Email updates

Keep up to date with the latest news and content from Genome Biology and BioMed Central.

Web report

Gene recognition via spliced alignment

Todd Richmond

  • Correspondence: Todd Richmond

Author affiliations

Citation and License

Genome Biology 2000, 1:reports233  doi:10.1186/gb-2000-1-1-reports233

The electronic version of this article is the complete one and can be found online at: http://genomebiology.com/2000/1/1/reports/233


Received:10 January 2000
Published:17 March 2000

© 2000 BioMed Central Ltd

Content

The PROCRUSTES server provides a method for determining protein-coding sequences in genomic DNA. The main difference between PROCRUSTES and other gene-finding programs is that PROCRUSTES allows the user to supply a related protein sequence, which the program then uses to define the best multi-exon structure for the predicted protein. The resulting prediction is often much better than that produced by other programs, especially for genes with many introns.

Navigation

It is somewhat difficult to find the basic page for submitting sequences (Gene recognition via spliced alignment). The main page contains reference information and a simple explanation of how the program works. Once you locate the basic submission page, however, you can bookmark it separately. You can submit a genomic sequence up to 180,000 base pairs long and a maximum of 10 related protein sequences. There are only a few options to worry about. You can choose some parameters that the program uses for aligning the related proteins with the predicted protein, and select the minimum intron size you expect. You can also choose to specify whether or not you believe that the sequence being analysed contains a full gene, or one that is incomplete at either the 5' or 3' end. You can also specify the organism, though the choices are currently limited to human and mammalian, Drosophila, monocot plants, dicot plants or yeast. The site warns, however, that only the parameters for human and mammalian sequence have been extensively tested and optimized.

Reporter's comments

Timeliness

Last updated 2 January 1997.

Best feature

The ability to use a related sequence to determine the gene structure for an unknown gene is a powerful tool. Even distantly related proteins can be extremely useful in predicting exons in unknown sequence. The program outputs a combined graphic showing the predicted gene structures from all related proteins submitted, as well as a separate table of exons, sequence alignments, and predicted protein sequence for each related sequence, with a confidence score for each related sequence.

Worst feature

PROCRUSTES uses a very strict definition for splice sites, which can cause problems. The set of candidate exons is constructed by selection of all blocks between candidate acceptor and donor sites (that is, between an AG dinucleotide at an intron-exon boundary and a GU dinucleotide at an exon-intron boundary). As a result, if there are any deviations from this, the program will either fail to find the correct exons, or define exons of the wrong length. As slight deviations are fairly common, this is a major drawback.

Wish list

Allow the user to submit up to ten related sequences in a single FASTA-formatted file.

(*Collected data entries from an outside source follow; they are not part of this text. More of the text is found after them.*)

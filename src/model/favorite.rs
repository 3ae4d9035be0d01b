//! Favorite lists.

// self
use crate::{_prelude::*, model::ExtInfo};

/// Favorite list owned by the token's user.
#[derive(Clone, Debug, PartialEq, Eq, Serialize, Deserialize)]
pub struct Favorite {
	/// List identifier.
	pub id: i64,
	/// List name.
	#[serde(default)]
	pub name: String,
	/// List description.
	#[serde(default)]
	pub description: Option<String>,
	/// Whether the list is public.
	#[serde(default)]
	pub public: bool,
	/// Whether new releases trigger notifications.
	#[serde(default)]
	pub notify: bool,
	/// Automatic add mode.
	#[serde(default)]
	pub auto_add_type: Option<String>,
	/// Number of entries.
	#[serde(default)]
	pub num_entries: u32,
	/// Number of unread releases.
	#[serde(default)]
	pub num_unread_releases: u32,
}

/// Result of adding or removing a favorite-list entry.
#[derive(Clone, Debug, PartialEq, Serialize, Deserialize)]
pub struct FavoriteEntryChange {
	/// `1` when the change was applied.
	#[serde(default)]
	pub success: i32,
	/// Affected list.
	#[serde(default)]
	pub fav_list: Option<Favorite>,
	/// Affected media record.
	#[serde(default)]
	pub ext_info: Option<ExtInfo>,
}
impl FavoriteEntryChange {
	/// Returns true when the service reports success.
	pub fn is_success(&self) -> bool {
		self.success == 1
	}
}

/// Result of marking a release as read in a favorite list.
#[derive(Clone, Debug, PartialEq, Eq, Serialize, Deserialize)]
pub struct FavoriteMarkRead {
	/// Affected list.
	#[serde(default)]
	pub fav_list: Option<Favorite>,
}
//! Optional observability helpers for facade operations.
//!
//! # Feature Flags
//!
//! - Enable `tracing` to emit structured spans named `xrel_client.request` with the `operation`
//!   (endpoint label), `stage` (call site) and `outcome` fields.
//! - Enable `metrics` to increment the `xrel_client_request_total` counter for every
//!   attempt/success/failure, labeled by `operation` + `outcome`.

mod metrics;
mod tracing;

pub use metrics::*;
pub use tracing::*;

// self
use crate::_prelude::*;

/// Outcome labels recorded for each attempt.
#[derive(Clone, Copy, Debug, PartialEq, Eq, Hash)]
pub enum RequestOutcome {
	/// Entry to a facade operation.
	Attempt,
	/// Successful completion.
	Success,
	/// Failure propagated back to the caller.
	Failure,
}
impl RequestOutcome {
	/// Returns a stable label suitable for span or metric fields.
	pub const fn as_str(self) -> &'static str {
		match self {
			RequestOutcome::Attempt => "attempt",
			RequestOutcome::Success => "success",
			RequestOutcome::Failure => "failure",
		}
	}
}
impl Display for RequestOutcome {
	fn fmt(&self, f: &mut Formatter) -> FmtResult {
		f.write_str(self.as_str())
	}
}

/// Runs one facade operation inside a [`RequestSpan`] and records its outcome.
pub(crate) async fn observe<T, Fut>(operation: &'static str, fut: Fut) -> Result<T>
where
	Fut: Future<Output = Result<T>>,
{
	let span = RequestSpan::new(operation, "call");

	record_request_outcome(operation, RequestOutcome::Attempt);

	let result = span.instrument(fut).await;

	let outcome = match &result {
		Ok(_) => RequestOutcome::Success,
		Err(_e) => {
			#[cfg(feature = "tracing")]
			::tracing::debug!(operation, error = %_e, "operation failed");

			RequestOutcome::Failure
		},
	};

	span.record_outcome(outcome);
	record_request_outcome(operation, outcome);

	result
}
//! Media information ("ext info") attached to releases.

// crates.io
use time::{Date, macros::format_description};
// self
use crate::_prelude::*;

/// Media information record.
#[derive(Clone, Debug, PartialEq, Serialize, Deserialize)]
pub struct ExtInfo {
	/// Record identifier.
	pub id: String,
	/// Media type such as `movie`, `tv`, or `game`.
	#[serde(default, rename = "type")]
	pub kind: Option<String>,
	/// Title.
	#[serde(default)]
	pub title: String,
	/// Link to the media page.
	#[serde(default)]
	pub link_href: Option<String>,
	/// Average rating.
	#[serde(default)]
	pub rating: Option<f64>,
	/// Number of ratings.
	#[serde(default)]
	pub num_ratings: u32,
	/// Rating submitted by the token's user, when the request was authenticated.
	#[serde(default)]
	pub own_rating: Option<u8>,
	/// External URIs (for example IMDb links).
	#[serde(default)]
	pub uris: Vec<String>,
	/// Genre label.
	#[serde(default)]
	pub genre: Option<String>,
	/// Known release dates.
	#[serde(default)]
	pub release_dates: Vec<ReleaseDate>,
	/// Plot summaries.
	#[serde(default)]
	pub plots: Vec<String>,
}

/// Release date of a medium in one format.
#[derive(Clone, Debug, PartialEq, Eq, Serialize, Deserialize)]
pub struct ReleaseDate {
	/// Release format such as `dvd` or `cinema`.
	#[serde(default, rename = "type")]
	pub kind: String,
	/// Date in `YYYY-MM-DD` form.
	#[serde(default)]
	pub date: String,
}
impl ReleaseDate {
	/// Parses [`ReleaseDate::date`]; partial or malformed dates yield `None`.
	pub fn parsed(&self) -> Option<Date> {
		Date::parse(&self.date, format_description!("[year]-[month]-[day]")).ok()
	}
}

/// Media item (image or video) attached to a record.
#[derive(Clone, Debug, PartialEq, Eq, Serialize, Deserialize)]
pub struct ExtInfoMedia {
	/// Media identifier.
	#[serde(default)]
	pub id: Option<String>,
	/// Media type such as `image` or `video`.
	#[serde(default, rename = "type")]
	pub kind: String,
	/// Description.
	#[serde(default)]
	pub description: Option<String>,
	/// Upload instant in UTC epoch seconds.
	#[serde(default)]
	pub time: Option<i64>,
	/// Thumbnail or preview URL.
	#[serde(default)]
	pub url_thumb: Option<String>,
	/// Full-size URL.
	#[serde(default)]
	pub url_full: Option<String>,
	/// Video URL.
	#[serde(default)]
	pub video_url: Option<String>,
	/// YouTube identifier.
	#[serde(default)]
	pub youtube_id: Option<String>,
}

/// Media-information search response.
#[derive(Clone, Debug, Default, PartialEq, Serialize, Deserialize)]
pub struct ExtInfoSearchResult {
	/// Total number of hits.
	#[serde(default)]
	pub total: u64,
	/// Hits.
	#[serde(default)]
	pub results: Vec<ExtInfo>,
}

#[cfg(test)]
mod tests {
	// self
	use super::*;

	#[test]
	fn release_dates_parse_leniently() {
		let info: ExtInfo = serde_json::from_str(
			r#"{"id":"e1","type":"movie","title":"Some Movie",
			"release_dates":[{"type":"dvd","date":"2024-03-01"},{"type":"cinema","date":"2024"}]}"#,
		)
		.expect("Ext info fixture should decode.");

		assert_eq!(info.kind.as_deref(), Some("movie"));
		assert_eq!(info.release_dates[0].parsed().map(|date| date.day()), Some(1));
		assert!(info.release_dates[1].parsed().is_none());
	}
}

Currently, each related sequence has to be cut and pasted into the web form separately. Allow the integration of organism-specific splice-site prediction programs (like NetGene2) to increase the accuracy of the program. Fully optimize the parameters for filtering exons for organisms other than mammals. Allow the integration of partial cDNA sequence information when this data is available.

Related websites

There are a number of gene prediction websites, including GENSCAN, Grail, GeneMark and Genie.

Table of links

Assumptions made about all sites unless otherwise specified:
The site is free, in English and no registration is required. It is relatively quick to download, can be navigated by an 'intermediate' user, and no problems with connection were found. The site does not stipulate that any particular browser be used and no special software/plug-ins are required to view the site. There are relatively few gratuitous images and each page has its own URL, allowing it to be bookmarked.